На пределе жизни | страница 61



Наши продовольственные запасы иссякали. В избытке оставались только соль и чай. Но патронов хватало, и нужды в мясе мы пока не терпели. Гораздо хуже дело обстояло с обувью. Острые грани базальтовых обломков нещадно резали кожу, и сапоги, к тому же постоянно сырые, разваливались. В резерве имелись две пары резиновых сапог маленького размера; они пришлись впору только Герману и Вениамину Михайловичу.

Остальные берегли свою обувь как могли и всячески холили ее. Я теперь ходил в сапогах, перевязанных веревкой, ибо иного пути укрепить подметки не было. Даня и Дима часто латали сапоги.



>Эти стамухи безнадежно застряли на мели

Короче, эта проблема серьезно волновала нас, заставляя все чаще задумываться о необходимости доставки новой обуви самолетом.

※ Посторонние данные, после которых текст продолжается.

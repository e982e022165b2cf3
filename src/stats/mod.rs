//! Aggregation Engine
//!
//! Statistics are pure functions over a snapshot of the log:
//! - `windows`: today / this week / before today / all-time totals
//! - `records`: per-day totals and the personal record
//! - `streaks`: current and best runs of active days
//! - `progress`: daily and weekly trend series
//!
//! Nothing is cached. [`StatsEngine`] takes a fresh [`StatsSnapshot`] for every
//! query, so a snapshot's answers are always consistent with one another.

pub mod progress;
pub mod records;
pub mod streaks;
pub mod windows;

use std::collections::BTreeMap;
use std::sync::Arc;

use chrono::{DateTime, NaiveDate, Utc};

use crate::log_store::LogStore;
use crate::types::{GoalProgress, LogEntry, ProgressPoint, ProgressView, Streaks};
use crate::utils::time::{Calendar, Clock};

/// Entries and "now" frozen together, with the calendar to read them by
#[derive(Debug, Clone)]
pub struct StatsSnapshot {
    entries: Vec<LogEntry>,
    now: DateTime<Utc>,
    calendar: Calendar,
}

impl StatsSnapshot {
    /// `entries` are expected most recent first, as returned by `LogStore::all`
    pub fn new(entries: Vec<LogEntry>, now: DateTime<Utc>, calendar: Calendar) -> Self {
        Self {
            entries,
            now,
            calendar,
        }
    }

    pub fn entries(&self) -> &[LogEntry] {
        &self.entries
    }

    pub fn now(&self) -> DateTime<Utc> {
        self.now
    }

    pub fn calendar(&self) -> &Calendar {
        &self.calendar
    }

    pub fn today(&self) -> NaiveDate {
        self.calendar.local_date(self.now)
    }

    pub fn total_today(&self) -> u64 {
        windows::total_today(&self.entries, &self.calendar, self.now)
    }

    pub fn logs_today(&self) -> Vec<LogEntry> {
        windows::today(&self.calendar, self.now).select(&self.entries)
    }

    pub fn total_this_week(&self) -> u64 {
        windows::total_this_week(&self.entries, &self.calendar, self.now)
    }

    pub fn logs_this_week(&self) -> Vec<LogEntry> {
        windows::this_week(&self.calendar, self.now).select(&self.entries)
    }

    pub fn total_before_today(&self) -> u64 {
        windows::total_before_today(&self.entries, &self.calendar, self.now)
    }

    pub fn total_all_time(&self) -> u64 {
        windows::total_all_time(&self.entries)
    }

    pub fn daily_totals(&self) -> BTreeMap<NaiveDate, u64> {
        records::daily_totals(&self.entries, &self.calendar)
    }

    pub fn personal_record(&self) -> u64 {
        records::personal_record(&self.entries, &self.calendar)
    }

    pub fn streaks(&self) -> Streaks {
        streaks::streaks(&self.entries, &self.calendar, self.now)
    }

    pub fn goal_progress(&self, goal: u32) -> GoalProgress {
        GoalProgress::new(goal, self.total_today())
    }

    pub fn progress(&self, view: ProgressView, limit: usize) -> Vec<ProgressPoint> {
        progress::progress(&self.entries, &self.calendar, view, limit)
    }
}

/// Computes statistics on demand from the store
#[derive(Clone)]
pub struct StatsEngine {
    store: Arc<LogStore>,
    clock: Arc<dyn Clock>,
    calendar: Calendar,
}

impl StatsEngine {
    /// Engine reading "now" from the same clock the store stamps entries with
    pub fn new(store: Arc<LogStore>, calendar: Calendar) -> Self {
        let clock = Arc::clone(store.clock());
        Self {
            store,
            clock,
            calendar,
        }
    }

    pub fn calendar(&self) -> &Calendar {
        &self.calendar
    }

    pub fn now(&self) -> DateTime<Utc> {
        self.clock.now()
    }

    /// Freeze the current log and instant
    pub fn snapshot(&self) -> StatsSnapshot {
        StatsSnapshot::new(self.store.all(), self.clock.now(), self.calendar)
    }

    pub fn total_today(&self) -> u64 {
        self.snapshot().total_today()
    }

    pub fn total_this_week(&self) -> u64 {
        self.snapshot().total_this_week()
    }

    pub fn personal_record(&self) -> u64 {
        self.snapshot().personal_record()
    }

    pub fn streaks(&self) -> Streaks {
        self.snapshot().streaks()
    }
}

#[cfg(test)]
mod tests {
    use super::*;
    use crate::types::Reps;
    use crate::utils::time::ManualClock;
    use chrono::{Duration, TimeZone};

    fn engine() -> (Arc<ManualClock>, Arc<LogStore>, StatsEngine) {
        let clock = Arc::new(ManualClock::new(
            Utc.with_ymd_and_hms(2026, 10, 14, 9, 0, 0).unwrap(),
        ));
        let store = Arc::new(LogStore::with_clock(clock.clone()));
        let engine = StatsEngine::new(Arc::clone(&store), Calendar::utc());
        (clock, store, engine)
    }

    fn reps(n: u32) -> Reps {
        Reps::new(n).unwrap()
    }

    #[test]
    fn test_empty_engine() {
        let (_clock, _store, engine) = engine();
        assert_eq!(engine.total_today(), 0);
        assert_eq!(engine.total_this_week(), 0);
        assert_eq!(engine.personal_record(), 0);
        assert_eq!(engine.streaks(), Streaks { current: 0, best: 0 });
    }

    #[test]
    fn test_snapshot_is_frozen() {
        let (_clock, store, engine) = engine();
        store.append(reps(5));

        let snapshot = engine.snapshot();
        store.append(reps(3));

        assert_eq!(snapshot.total_today(), 5);
        assert_eq!(engine.total_today(), 8);
    }

    #[test]
    fn test_snapshot_queries_agree() {
        let (clock, store, engine) = engine();
        store.append(reps(10));
        clock.advance(Duration::days(1));
        store.append(reps(4));
        store.append(reps(2));
        clock.advance(Duration::days(1));
        store.append(reps(7));

        let snapshot = engine.snapshot();
        let today = snapshot.today();
        assert_eq!(
            snapshot.total_today(),
            snapshot.daily_totals().get(&today).copied().unwrap_or(0)
        );
        assert_eq!(snapshot.total_today() + snapshot.total_before_today(), snapshot.total_all_time());
        assert!(snapshot.personal_record() >= snapshot.total_today());
        assert_eq!(snapshot.personal_record(), 10);
        assert_eq!(snapshot.streaks(), Streaks { current: 3, best: 3 });
        assert_eq!(snapshot.logs_today().len(), 1);
        assert_eq!(snapshot.goal_progress(15).remaining, 8);
    }

    #[test]
    fn test_engine_reads_store_clock() {
        let (clock, _store, engine) = engine();
        assert_eq!(engine.now(), clock.now());
        clock.advance(Duration::hours(3));
        assert_eq!(engine.now(), clock.now());
    }
}
//! Structured logging setup

use tracing_subscriber::{fmt, layer::SubscriberExt, util::SubscriberInitExt, EnvFilter};

use crate::config::{LogFormat, LoggingConfig};
use crate::error::{TrackerError, TrackerResult};

/// Build the filter for `config`
fn env_filter(config: &LoggingConfig) -> TrackerResult<EnvFilter> {
    EnvFilter::try_new(&config.filter)
        .map_err(|e| TrackerError::config(format!("invalid log filter '{}': {}", config.filter, e)))
}

/// Install the global `tracing` subscriber
///
/// Fails if a subscriber is already installed or the filter does not parse.
pub fn init_logging(config: &LoggingConfig) -> TrackerResult<()> {
    let registry = tracing_subscriber::registry().with(env_filter(config)?);

    let installed = match config.format {
        LogFormat::Json => registry
            .with(fmt::layer().json().with_current_span(true).with_target(true))
            .try_init(),
        LogFormat::Compact => registry.with(fmt::layer().compact()).try_init(),
        LogFormat::Pretty => registry.with(fmt::layer().with_target(true)).try_init(),
    };
    installed.map_err(|e| TrackerError::config(format!("logging already initialized: {}", e)))?;

    tracing::info!(
        service = crate::NAME,
        version = crate::VERSION,
        filter = %config.filter,
        "logging initialized"
    );
    Ok(())
}
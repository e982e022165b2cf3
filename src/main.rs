//! Pull-up Tracker - Binary Entry Point
//!
//! Loads `.env`, reads configuration, and serves the HTTP API.

use std::sync::Arc;

use anyhow::Context;
use tokio::net::TcpListener;
use tracing::{info, warn};

use pullup_tracker::api::http::create_router;
use pullup_tracker::api::websocket::state::AppState;
use pullup_tracker::logging::init_logging;
use pullup_tracker::{LogStore, TrackerConfig};

#[tokio::main]
async fn main() -> anyhow::Result<()> {
    // A missing .env file is normal outside development
    dotenvy::dotenv().ok();

    let config = TrackerConfig::from_env().context("invalid configuration")?;
    init_logging(&config.logging)?;

    let store = Arc::new(LogStore::new());
    let state = Arc::new(AppState::from_config(store, &config)?);
    let app = create_router(state);

    let addr = config.bind_addr()?;
    let listener = TcpListener::bind(addr)
        .await
        .with_context(|| format!("failed to bind {}", addr))?;
    info!(%addr, zone = %config.calendar.zone(), week_start = ?config.calendar.week_start(), "server listening");

    axum::serve(listener, app)
        .with_graceful_shutdown(shutdown_signal())
        .await
        .context("server error")?;

    info!("server stopped");
    Ok(())
}

async fn shutdown_signal() {
    if let Err(e) = tokio::signal::ctrl_c().await {
        warn!(error = %e, "failed to listen for shutdown signal");
    }
    info!("shutdown requested");
}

Некурящий не может понять, что значило для нас, четырех курильщиков (за исключением Славы и Вениамина Михайловича), остаться на необитаемом острове без табака и папирос. Но это случилось. Курильщики стали злыми, раздражительными и мечтали о самолете уже в табачном томлении.

Все — и курящие, и некурящие — скучали по письмам и газетам. Небольшая походная рация позволяла нам поддерживать связь с соседями, но широковещательных радиостанций не принимала. Со дня высадки последних островитян, Германа и Димы, мы почти ничего не знали о жизни, происходящей на Большой Земле. И хотя время от времени мы и узнавали о главных новостях от темповских радистов, но считали, что этого недостаточно. Исправно по радио приходили и весточки от родных и друзей. В Темпе и Тикси нас ждали письма. Это было куда больше, чем лаконичные, неизбежно шаблонные радиограммы.

Наконец, раздумья о том, стоит или нет просить самолет, кончились. Появился «тяжело больной»; у Дани разболелся зуб. Да, да, — только зуб.

У меня, хоть и редко, прежде тоже болели зубы. Дожидаясь очереди на прием к зубному врачу, мне, разумеется, приходилось видеть людей, монотонно стонущих или дико вскрикивающих от боли. Однако все это не шло ни в какое сравнение с муками Дани. Вначале его щеку раздул флюс, пышный, но терпимый, вызывавший у всех, в том числе и у пострадавшего, незлобивые смешки. Даня по-прежнему работал, ходил в маршруты и только по ночам, согревая щеку, спал в нахлобученной шапке.

Прошло два-три дня, и стало выясняться, что болезнь зуба дело нешуточное. Опухоль оставалась прежней, но боль стала невыносимой. Даня перестал есть, спать и, хотя всячески крепился, начал вполголоса стонать. Заниматься своими делами он, конечно, не мог.